Thyssenkrupp errichtet in Ungarn ein weiteres Werk. Ab dem Jahr 2018 will der Zulieferer dort jährlich insgesamt über sechs Millionen Schraubenfedern und Stabilisatoren herstellen. Zu den Kunden zählen namhafte europäische Automobilhersteller. Die Investitionssumme für das rund 20.000 m² große Werk liegt bei rund 35 Millionen Euro. Mit dieser Investition schafft das Unternehmen bis zum Jahr 2020 am Standort rund 250 neue Arbeitsplätze. Karsten Kroos, Geschäftsführer der Komponentensparte: „Ungarn hat sich in den vergangenen Jahren zu einem wichtigen Standort für die internationale Autoindustrie in Europa entwickelt. In den zurückliegenden vier Jahren hat sich die Autoproduktion in Ungarn mehr als verdoppelt. Im vergangenen Jahr wurden dort über 500.000 Pkw hergestellt.“ Bereits im vergangenen Frühjahr hat Thyssenkrupp in der Nähe von Budapest mit dem Bau eines neuen Produktionsstandortes für Motor- und Fahrwerkskomponenten begonnen. Ab 2018 ist dort die Serienproduktion von elektrisch unterstützten Lenksystemen und Zylinderkopfhauben mit integrierten Nockenwellen geplant. Rund 100 Millionen Euro investiert das Unternehmen in diesen neuen Fertigungsstandort. Darüber hinaus betreibt Thyssenkrupp seit 2013 ein Montagewerk für Vorder- und Hinterachsen für den Kunden Audi in Győr.
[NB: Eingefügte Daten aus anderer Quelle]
//! Autosave of the working scene.
//!
//! The manager is polled by the host loop; it writes a snapshot when the scene changed and
//! the interval has elapsed since the last write.

use crate::scene::{Scene, SceneStore};
use crate::storage::{FileStorage, Storage, StorageResult};
use std::sync::Arc;
use std::time::{Duration, Instant};

/// Key the working scene is stored under.
pub const LAST_SCENE_KEY: &str = "__last_scene__";

/// Default autosave interval.
pub const DEFAULT_AUTOSAVE_INTERVAL: Duration = Duration::from_secs(2);

/// Periodically persists the scene to a storage backend.
pub struct AutoSaveManager<S: Storage> {
    storage: Arc<S>,
    key: String,
    interval: Duration,
    last_save: Option<Instant>,
    dirty: bool,
    /// Store revision captured by the last save.
    saved_revision: Option<u64>,
}

impl<S: Storage> AutoSaveManager<S> {
    pub fn new(storage: Arc<S>) -> Self {
        Self {
            storage,
            key: LAST_SCENE_KEY.to_string(),
            interval: DEFAULT_AUTOSAVE_INTERVAL,
            last_save: None,
            dirty: false,
            saved_revision: None,
        }
    }

    /// Store the scene under `key` instead of [`LAST_SCENE_KEY`].
    pub fn with_key(mut self, key: impl Into<String>) -> Self {
        self.key = key.into();
        self
    }

    pub fn set_interval(&mut self, interval: Duration) {
        self.interval = interval;
    }

    pub fn key(&self) -> &str {
        &self.key
    }

    pub fn is_dirty(&self) -> bool {
        self.dirty
    }

    /// Dirty and the interval has elapsed (or nothing was saved yet).
    pub fn should_save(&self) -> bool {
        if !self.dirty {
            return false;
        }
        match self.last_save {
            Some(last) => last.elapsed() >= self.interval,
            None => true,
        }
    }

    /// Save the store's scene if it changed since the last save and the interval elapsed.
    /// Returns true if a save was performed.
    pub async fn maybe_save(&mut self, store: &SceneStore) -> StorageResult<bool> {
        if self.saved_revision != Some(store.revision()) {
            self.dirty = true;
        }
        if !self.should_save() {
            return Ok(false);
        }
        self.save(store).await?;
        Ok(true)
    }

    /// Save the store's scene now and remember its revision.
    pub async fn save(&mut self, store: &SceneStore) -> StorageResult<()> {
        let scene = store.scene();
        self.storage.save(&self.key, scene).await?;
        log::debug!("Autosaved {} element(s) to {}", scene.len(), self.key);
        self.last_save = Some(Instant::now());
        self.saved_revision = Some(store.revision());
        self.dirty = false;
        Ok(())
    }

    /// Load the previously autosaved scene, if any. An unreadable autosave is logged and
    /// treated as absent.
    pub async fn load_last(&mut self) -> Option<Scene> {
        match self.storage.load(&self.key).await {
            Ok(Some(scene)) => {
                self.dirty = false;
                self.last_save = Some(Instant::now());
                Some(scene)
            }
            Ok(None) => None,
            Err(err) => {
                log::warn!("Ignoring autosave {}: {}", self.key, err);
                None
            }
        }
    }

    /// Remove the autosaved scene.
    pub async fn discard(&mut self) -> StorageResult<()> {
        self.dirty = false;
        self.saved_revision = None;
        self.storage.remove(&self.key).await
    }
}

/// Storage in the platform's local data directory.
pub fn create_default_storage() -> StorageResult<Arc<FileStorage>> {
    Ok(Arc::new(FileStorage::default_location()?))
}

#[cfg(test)]
mod tests {
    use super::*;
    use crate::elements::ElementDraft;
    use crate::storage::MemoryStorage;
    use pollster::block_on;

    #[test]
    fn test_autosave_manager_creation() {
        let manager = AutoSaveManager::new(Arc::new(MemoryStorage::new()));
        assert!(!manager.is_dirty());
        assert!(!manager.should_save());
        assert_eq!(manager.key(), LAST_SCENE_KEY);
    }

    #[test]
    fn test_maybe_save_tracks_revisions() {
        let mut manager = AutoSaveManager::new(Arc::new(MemoryStorage::new()));
        manager.set_interval(Duration::ZERO);
        let mut store = SceneStore::new();

        assert!(block_on(manager.maybe_save(&store)).unwrap());
        assert!(!block_on(manager.maybe_save(&store)).unwrap());

        store.add_element(ElementDraft::rectangle(0.0, 0.0, 30.0, 30.0));
        assert!(block_on(manager.maybe_save(&store)).unwrap());
        assert!(!manager.is_dirty());
    }

    #[test]
    fn test_explicit_save_counts_as_saved() {
        let mut manager = AutoSaveManager::new(Arc::new(MemoryStorage::new()));
        manager.set_interval(Duration::ZERO);
        let mut store = SceneStore::new();
        store.add_element(ElementDraft::rectangle(0.0, 0.0, 30.0, 30.0));

        block_on(manager.save(&store)).unwrap();
        assert!(!block_on(manager.maybe_save(&store)).unwrap());

        store.move_selected(5.0, 0.0);
        assert!(block_on(manager.maybe_save(&store)).unwrap());
    }

    #[test]
    fn test_interval_throttles_saves() {
        let mut manager = AutoSaveManager::new(Arc::new(MemoryStorage::new()));
        manager.set_interval(Duration::from_secs(3600));
        let mut store = SceneStore::new();

        assert!(block_on(manager.maybe_save(&store)).unwrap());
        store.add_element(ElementDraft::rectangle(0.0, 0.0, 30.0, 30.0));
        assert!(!block_on(manager.maybe_save(&store)).unwrap());
        assert!(manager.is_dirty());
    }

    #[test]
    fn test_autosave_load_last() {
        let storage = Arc::new(MemoryStorage::new());
        let mut manager = AutoSaveManager::new(storage.clone());
        let mut store = SceneStore::new();
        store.add_element(ElementDraft::rectangle(0.0, 0.0, 30.0, 30.0));
        store.set_dragging(true);
        block_on(manager.save(&store)).unwrap();

        let mut restored = AutoSaveManager::new(storage);
        let scene = block_on(restored.load_last()).unwrap();
        assert_eq!(scene.len(), 1);
        assert!(!scene.elements()[0].is_dragging);
    }

    #[test]
    fn test_discard() {
        let storage = Arc::new(MemoryStorage::new());
        let mut manager = AutoSaveManager::new(storage.clone()).with_key("draft");
        block_on(manager.save(&SceneStore::new())).unwrap();
        assert_eq!(storage.len(), 1);

        block_on(manager.discard()).unwrap();
        assert!(storage.is_empty());
        assert!(block_on(manager.load_last()).is_none());
    }
}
Ungarn Standort für Software-Entwicklung

Bereits heute betreibt das Unternehmen in Budapest ein Software-Entwicklungszentrum für Lenkungstechnik. Mehr als 500 Softwareingenieure entwickeln dort für die Automobilindustrie Softwarelösungen für elektromechanische Lenksysteme. Auf deren Basis führt das Unternehmen dort auch aktuelle Entwicklungsprojekte durch, etwa „Steer-by-Wire“ sowie die Weiterentwicklung von Assistenzsystemen als Vorstufe des autonomen Fahrens.